:: Records shown
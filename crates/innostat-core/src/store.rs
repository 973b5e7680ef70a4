//! SQLite-backed durable store.
//!
//! This module provides the [`MetricStore`], which owns the local database:
//! the append-only `Metric` catalog table and the `Measurement` time series.
//! Both tables are created if absent every time the store is opened.

use std::collections::HashMap;
use std::path::{Path, PathBuf};

use rusqlite::types::Type;
use rusqlite::{params, Connection};
use tracing::debug;

use crate::error::Result;
use crate::types::{format_timestamp, parse_timestamp, Measurement, MetricId, MetricName};

const CREATE_METRIC_TABLE: &str = "
CREATE TABLE IF NOT EXISTS Metric (
  id INTEGER PRIMARY KEY,
  name TEXT
)";

const CREATE_METRIC_NAME_INDEX: &str =
    "CREATE UNIQUE INDEX IF NOT EXISTS metric_name ON Metric(name)";

const CREATE_MEASUREMENT_TABLE: &str = "
CREATE TABLE IF NOT EXISTS Measurement (
  ts TEXT,
  id INTEGER,
  value INTEGER,
  PRIMARY KEY(ts, id)
)";

/// Durable store for the metric catalog and measurements.
///
/// The store is owned by a single poller; it is not shared across threads.
#[derive(Debug)]
pub struct MetricStore {
    conn: Connection,
    path: Option<PathBuf>,
}

impl MetricStore {
    /// Opens (or creates) the database at `path` and ensures the schema.
    ///
    /// # Errors
    ///
    /// Returns `MetricsError::Store` if the file cannot be opened or the
    /// schema cannot be created.
    pub fn open(path: impl AsRef<Path>) -> Result<Self> {
        let path = path.as_ref();
        let conn = Connection::open(path)?;
        let store = Self {
            conn,
            path: Some(path.to_path_buf()),
        };
        store.ensure_schema()?;
        debug!(path = %path.display(), "opened metric store");
        Ok(store)
    }

    /// Opens a private in-memory database.
    ///
    /// # Errors
    ///
    /// Returns `MetricsError::Store` if the schema cannot be created.
    pub fn open_in_memory() -> Result<Self> {
        let store = Self {
            conn: Connection::open_in_memory()?,
            path: None,
        };
        store.ensure_schema()?;
        Ok(store)
    }

    /// Path of the backing file, if any.
    #[must_use]
    pub fn path(&self) -> Option<&Path> {
        self.path.as_deref()
    }

    /// Creates the tables if they do not exist yet.
    ///
    /// # Errors
    ///
    /// Returns `MetricsError::Store` on SQL failure.
    pub fn ensure_schema(&self) -> Result<()> {
        for sql in [
            CREATE_METRIC_TABLE,
            CREATE_METRIC_NAME_INDEX,
            CREATE_MEASUREMENT_TABLE,
        ] {
            self.conn.execute(sql, [])?;
        }
        Ok(())
    }

    /// Inserts the names that are not catalogued yet, in one transaction.
    ///
    /// Existing names keep their ids. Returns the number of new names.
    ///
    /// # Errors
    ///
    /// Returns `MetricsError::Store` if the transaction fails; nothing is
    /// inserted in that case.
    pub fn insert_names<'a, I>(&mut self, names: I) -> Result<usize>
    where
        I: IntoIterator<Item = &'a MetricName>,
    {
        let tx = self.conn.transaction()?;
        let mut inserted = 0;
        {
            let mut stmt = tx.prepare("INSERT OR IGNORE INTO Metric(name) VALUES (?1)")?;
            for name in names {
                inserted += stmt.execute(params![name.as_str()])?;
            }
        }
        tx.commit()?;
        Ok(inserted)
    }

    /// Loads the full name-to-id mapping.
    ///
    /// # Errors
    ///
    /// Returns `MetricsError::Store` on SQL failure, or
    /// `MetricsError::InvalidMetricName` if a stored name is invalid.
    pub fn load_names(&self) -> Result<HashMap<MetricName, MetricId>> {
        let mut stmt = self.conn.prepare("SELECT id, name FROM Metric")?;
        let rows = stmt.query_map([], |row| {
            Ok((row.get::<_, i64>(0)?, row.get::<_, String>(1)?))
        })?;

        let mut names = HashMap::new();
        for row in rows {
            let (id, name) = row?;
            names.insert(MetricName::new(name)?, MetricId(id));
        }
        Ok(names)
    }

    /// Writes a batch of measurements atomically.
    ///
    /// Rows whose `(timestamp, id)` already exist are left untouched. Returns
    /// the number of rows actually inserted.
    ///
    /// # Errors
    ///
    /// Returns `MetricsError::Store` if any insert or the commit fails; the
    /// transaction is rolled back and no row of the batch is visible.
    pub fn write_batch(&mut self, batch: &[Measurement]) -> Result<usize> {
        let tx = self.conn.transaction()?;
        let mut inserted = 0;
        {
            let mut stmt = tx.prepare(
                "INSERT OR IGNORE INTO Measurement(ts, id, value) VALUES (?1, ?2, ?3)",
            )?;
            for m in batch {
                inserted += stmt.execute(params![
                    format_timestamp(&m.timestamp),
                    m.id.get(),
                    m.value
                ])?;
            }
        }
        tx.commit()?;
        Ok(inserted)
    }

    /// Number of catalogued metric names.
    ///
    /// # Errors
    ///
    /// Returns `MetricsError::Store` on SQL failure.
    pub fn metric_count(&self) -> Result<usize> {
        self.count("SELECT COUNT(*) FROM Metric")
    }

    /// Number of stored measurements.
    ///
    /// # Errors
    ///
    /// Returns `MetricsError::Store` on SQL failure.
    pub fn measurement_count(&self) -> Result<usize> {
        self.count("SELECT COUNT(*) FROM Measurement")
    }

    /// All measurements of one metric, oldest first.
    ///
    /// # Errors
    ///
    /// Returns `MetricsError::Store` on SQL failure or if a stored timestamp
    /// cannot be parsed.
    pub fn measurements_for(&self, id: MetricId) -> Result<Vec<Measurement>> {
        let mut stmt = self
            .conn
            .prepare("SELECT ts, value FROM Measurement WHERE id = ?1 ORDER BY ts")?;
        let rows = stmt.query_map(params![id.get()], |row| {
            let ts: String = row.get(0)?;
            let timestamp = parse_timestamp(&ts).map_err(|e| {
                rusqlite::Error::FromSqlConversionFailure(0, Type::Text, Box::new(e))
            })?;
            Ok(Measurement {
                timestamp,
                id,
                value: row.get(1)?,
            })
        })?;

        Ok(rows.collect::<rusqlite::Result<Vec<_>>>()?)
    }

    #[allow(clippy::cast_sign_loss)] // COUNT(*) is never negative
    fn count(&self, sql: &str) -> Result<usize> {
        let n: i64 = self.conn.query_row(sql, [], |row| row.get(0))?;
        Ok(n as usize)
    }
}
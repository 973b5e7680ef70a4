//! Error types for the innostat-core crate.

use thiserror::Error;

/// Errors that can occur in the polling pipeline.
#[derive(Debug, Error)]
pub enum MetricsError {
    /// The metric name is invalid (empty or too long).
    #[error("invalid metric name: {reason}")]
    InvalidMetricName {
        /// The reason the name is invalid.
        reason: String,
    },

    /// Querying the monitored server failed.
    #[error("source error: {reason}")]
    Source {
        /// The reason the query failed.
        reason: String,
    },

    /// The embedded store rejected an operation.
    #[error("store error: {0}")]
    Store(#[from] rusqlite::Error),

    /// A measurement batch could not be serialized for the JSON echo.
    #[error("serialization error: {0}")]
    Serialization(#[from] serde_json::Error),

    /// Writing the JSON echo failed.
    #[error("io error: {0}")]
    Io(#[from] std::io::Error),
}

impl MetricsError {
    /// Builds a [`MetricsError::Source`] from anything printable.
    pub fn source_error(reason: impl std::fmt::Display) -> Self {
        Self::Source {
            reason: reason.to_string(),
        }
    }
}

/// Result type for pipeline operations.
pub type Result<T> = std::result::Result<T, MetricsError>;
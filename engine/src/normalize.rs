//! Rank normalization.
//!
//! Records loaded from storage may carry no rank (they predate rank
//! tracking), duplicated ranks or gaps. Normalization re-derives dense
//! ranks `0..k-1` for every day from the relative day order.

use crate::order::{compare_in_day, sort_day};
use crate::{DayKey, Event};
use std::collections::HashMap;

/// Assign dense, deterministic ranks within every day bucket.
///
/// The output has the same events as the input. Buckets appear in the order
/// their day key was first seen, each bucket in rank order. Existing rank
/// values are only used for their relative order.
pub fn normalize(events: Vec<Event>) -> Vec<Event> {
    let total = events.len();
    let buckets = group_by_day(events);
    let days = buckets.len();

    let normalized: Vec<Event> = buckets
        .into_iter()
        .flat_map(|(_, mut day)| {
            sort_day(&mut day);
            day.into_iter().enumerate().map(|(rank, mut event)| {
                event.rank = Some(rank as i64);
                event
            })
        })
        .collect();

    tracing::debug!(events = total, days, "normalized event ranks");
    normalized
}

/// Check whether every bucket already holds ranks `0..k-1`.
pub fn is_normalized(events: &[Event]) -> bool {
    let mut buckets: HashMap<&DayKey, Vec<&Event>> = HashMap::new();
    for event in events {
        buckets.entry(&event.date).or_default().push(event);
    }

    buckets.into_values().all(|mut day| {
        day.sort_by(|a, b| compare_in_day(a, b));
        day.iter()
            .enumerate()
            .all(|(index, event)| event.rank == Some(index as i64))
    })
}

/// Split events into day buckets, keeping first-seen day order.
pub(crate) fn group_by_day(events: impl IntoIterator<Item = Event>) -> Vec<(DayKey, Vec<Event>)> {
    let mut index: HashMap<DayKey, usize> = HashMap::new();
    let mut buckets: Vec<(DayKey, Vec<Event>)> = Vec::new();

    for event in events {
        match index.get(&event.date) {
            Some(&slot) => buckets[slot].1.push(event),
            None => {
                index.insert(event.date.clone(), buckets.len());
                buckets.push((event.date.clone(), vec![event]));
            }
        }
    }

    buckets
}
::::
Instructions for the task: Where in the records does the string "events" appear? Copy every line that has it.

Answer to this exercise:
/// The output has the same events as the input. Buckets appear in the order
pub fn normalize(events: Vec<Event>) -> Vec<Event> {
    let total = events.len();
    let buckets = group_by_day(events);
    tracing::debug!(events = total, days, "normalized event ranks");
pub fn is_normalized(events: &[Event]) -> bool {
    for event in events {
/// Split events into day buckets, keeping first-seen day order.
pub(crate) fn group_by_day(events: impl IntoIterator<Item = Event>) -> Vec<(DayKey, Vec<Event>)> {
    for event in events {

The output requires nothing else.